Before: White, P.J., and Wilder and Zahra, JJ.
PER CURIAM.
Plaintiff sued defendant for breach of contract and negligence for failing to correctly print
plaintiff’s advertisement in the Yellow Pages section of defendant’s telephone directory.
Specifically, defendant placed an advertisement for sewing machines in both the sewing machine
and vacuum cleaner sections and did not place a vacuum cleaner advertisement in the vacuum
cleaner section. The negligence claim was dismissed pursuant to MCR 2.116(C)(8) for failure to
state a claim upon which relief can be granted. The breach of contract claim was dismissed
pursuant to MCR 2.116(C)(10) based on the liability clause contained in the agreement between
plaintiff and defendant which limited any recovery by plaintiff to specified liquidated damages.1
Plaintiff appeals as of right.

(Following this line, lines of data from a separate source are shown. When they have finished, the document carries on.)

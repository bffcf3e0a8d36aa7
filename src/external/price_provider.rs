use async_trait::async_trait;
use chrono::NaiveDate;
use thiserror::Error;

use crate::models::PricePoint;

#[derive(Debug, Error)]
pub enum PriceProviderError {
    #[error("no data for ticker {0}")]
    NoData(String),

    #[error("provider unavailable: {0}")]
    Unavailable(String),
}

/// Source of daily closing prices for a symbol.
#[async_trait]
pub trait PriceProvider: Send + Sync {
    /// `days` consecutive daily closes ending on `end`, oldest first.
    async fn fetch_daily_history(
        &self,
        ticker: &str,
        end: NaiveDate,
        days: u32,
    ) -> Result<Vec<PricePoint>, PriceProviderError>;

    fn name(&self) -> &'static str;
}
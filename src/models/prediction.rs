use chrono::NaiveDate;
use serde::{Deserialize, Serialize};

use crate::models::{Advice, BacktestPoint, ForecastPoint, PricePoint};
use crate::services::seeded_random::round2;

/// Full response for `GET /api/predict`.
///
/// Field names follow the wire format expected by existing chart clients,
/// which is why the entry types mix camelCase and snake_case keys.
#[derive(Debug, Clone, PartialEq, Serialize, Deserialize)]
#[serde(rename_all = "camelCase")]
pub struct PredictionResponse {
    pub ticker: String,
    pub forecast_days: u32,
    pub historical_data: Vec<HistoricalEntry>,
    pub full_forecast_data: Vec<ForecastEntry>,
    pub future_forecast_table_data: Vec<ForecastTableEntry>,
    pub predicted_price_for_last_day: f64,
    pub advice: Advice,
    pub backtest_chart_data: Vec<BacktestEntry>,
    pub main_chart_data: Vec<ChartEntry>,
}

#[derive(Debug, Clone, PartialEq, Serialize, Deserialize)]
pub struct HistoricalEntry {
    pub ds: String,
    pub y: f64,
}

#[derive(Debug, Clone, PartialEq, Serialize, Deserialize)]
pub struct ForecastEntry {
    pub ds: String,
    pub yhat: f64,
    pub yhat_lower: f64,
    pub yhat_upper: f64,
}

#[derive(Debug, Clone, PartialEq, Serialize, Deserialize)]
pub struct ForecastTableEntry {
    pub ds: String,
    pub yhat: f64,
}

#[derive(Debug, Clone, PartialEq, Serialize, Deserialize)]
pub struct BacktestEntry {
    pub ds: String,
    pub actual: f64,
    pub predicted: f64,
}

/// Merged point for the main chart: history days carry the actual close and
/// the hindcast band, future days carry only the forecast band.
#[derive(Debug, Clone, PartialEq, Serialize, Deserialize)]
#[serde(rename_all = "camelCase")]
pub struct ChartEntry {
    pub ds: String,
    #[serde(skip_serializing_if = "Option::is_none")]
    pub actual: Option<f64>,
    #[serde(skip_serializing_if = "Option::is_none")]
    pub forecast: Option<f64>,
    #[serde(skip_serializing_if = "Option::is_none")]
    pub lower_bound: Option<f64>,
    #[serde(skip_serializing_if = "Option::is_none")]
    pub upper_bound: Option<f64>,
}

pub fn format_ds(date: NaiveDate) -> String {
    date.format("%Y-%m-%d").to_string()
}

impl From<&PricePoint> for HistoricalEntry {
    fn from(point: &PricePoint) -> Self {
        Self {
            ds: format_ds(point.date),
            y: round2(point.price),
        }
    }
}

impl From<&ForecastPoint> for ForecastEntry {
    fn from(point: &ForecastPoint) -> Self {
        Self {
            ds: format_ds(point.date),
            yhat: round2(point.yhat),
            yhat_lower: round2(point.yhat_lower),
            yhat_upper: round2(point.yhat_upper),
        }
    }
}

impl From<&ForecastPoint> for ForecastTableEntry {
    fn from(point: &ForecastPoint) -> Self {
        Self {
            ds: format_ds(point.date),
            yhat: round2(point.yhat),
        }
    }
}

impl From<&BacktestPoint> for BacktestEntry {
    fn from(point: &BacktestPoint) -> Self {
        Self {
            ds: format_ds(point.date),
            actual: round2(point.actual),
            predicted: round2(point.predicted),
        }
    }
}

impl ChartEntry {
    pub fn historical(point: &PricePoint, fit: Option<&ForecastPoint>) -> Self {
        Self {
            ds: format_ds(point.date),
            actual: Some(round2(point.price)),
            forecast: fit.map(|f| round2(f.yhat)),
            lower_bound: fit.map(|f| round2(f.yhat_lower)),
            upper_bound: fit.map(|f| round2(f.yhat_upper)),
        }
    }

    pub fn projected(point: &ForecastPoint) -> Self {
        Self {
            ds: format_ds(point.date),
            actual: None,
            forecast: Some(round2(point.yhat)),
            lower_bound: Some(round2(point.yhat_lower)),
            upper_bound: Some(round2(point.yhat_upper)),
        }
    }
}
use axum::{
    Router,
    routing::get,
};
use tracing::info;

use crate::state::AppState;

pub fn router() -> Router<AppState> {
    Router::new()
        .route("/", get(root))
        .route("/health", get(health))
}

async fn health() -> &'static str {
    info!("GET /health - Health check");
    "OK"
}

async fn root() -> &'static str {
    "Seedcast forecast backend is alive"
}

We affirm.
1
The liability clause, written on the back of the contract, read in part:
If the publisher should be found liable for loss or damage due to a failure on the
part of publisher or its directory, in any respect, regardless of whether customer’s
claim is based on contract, tort, strict liability or otherwise, the liability shall be
limited to an amount equal to the contract price for the disputed advertisements,
or that sum of money actually paid by customer toward the disputed
advertisements, whichever sum shall be less, as liquidated damages and not as a
penalty, and this liability shall be exclusive. In no event shall publisher be liable
for any loss of customer’s business, revenues, profits, the cost to customer of
other advertisements or any other special, incidental, consequential or punitive
damages of any nature, or for any claim against customer by any third party.
(continued…)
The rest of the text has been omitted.